(Stored items)
------------------------------------------------
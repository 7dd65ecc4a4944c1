//! Storage capabilities consumed by the templating layer.
//!
//! Persistence is an external concern; these traits are the narrow,
//! synchronous surface this crate needs from it. [`MemoryStore`] is an
//! in-process reference backend used by tests and by embedders that load
//! their page tree up front.

mod memory;

use uuid::Uuid;

use crate::models::{ContentItem, Page, PageContentItem};

pub use memory::MemoryStore;

/// Read access to the page tree.
pub trait PageStore: Send + Sync {
    /// All page records, in no particular order. The caller indexes them
    /// into a [`crate::tree::NavTree`] before querying.
    fn all_pages(&self) -> Vec<Page>;

    /// Find a page by id.
    fn find_page(&self, id: Uuid) -> Option<Page>;
}

/// Access to content items and their page bindings.
pub trait ContentStore: Send + Sync {
    /// Find a content item by its unique name.
    fn find_content_item(&self, name: &str) -> Option<ContentItem>;

    /// Create an empty content item with the given name.
    ///
    /// Not guarded against concurrent creation under the same name; the
    /// store may enforce a uniqueness constraint, but this trait does not
    /// require one.
    fn create_content_item(&self, name: &str) -> ContentItem;

    /// All bindings for one block on one page, joined with their content
    /// items, in storage order. Callers sort by `sort` before rendering.
    fn page_content_items(
        &self,
        page_id: Uuid,
        block_name: &str,
    ) -> Vec<(PageContentItem, ContentItem)>;
}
------------------------------------------------
PROBLEM: Where the records above contain a line with "items, in storage", repeat that line and each later line through the end, exactly, and nothing more.

ANSWER SPACE:
    /// items, in storage order. Callers sort by `sort` before rendering.
    fn page_content_items(
        &self,
        page_id: Uuid,
        block_name: &str,
    ) -> Vec<(PageContentItem, ContentItem)>;
}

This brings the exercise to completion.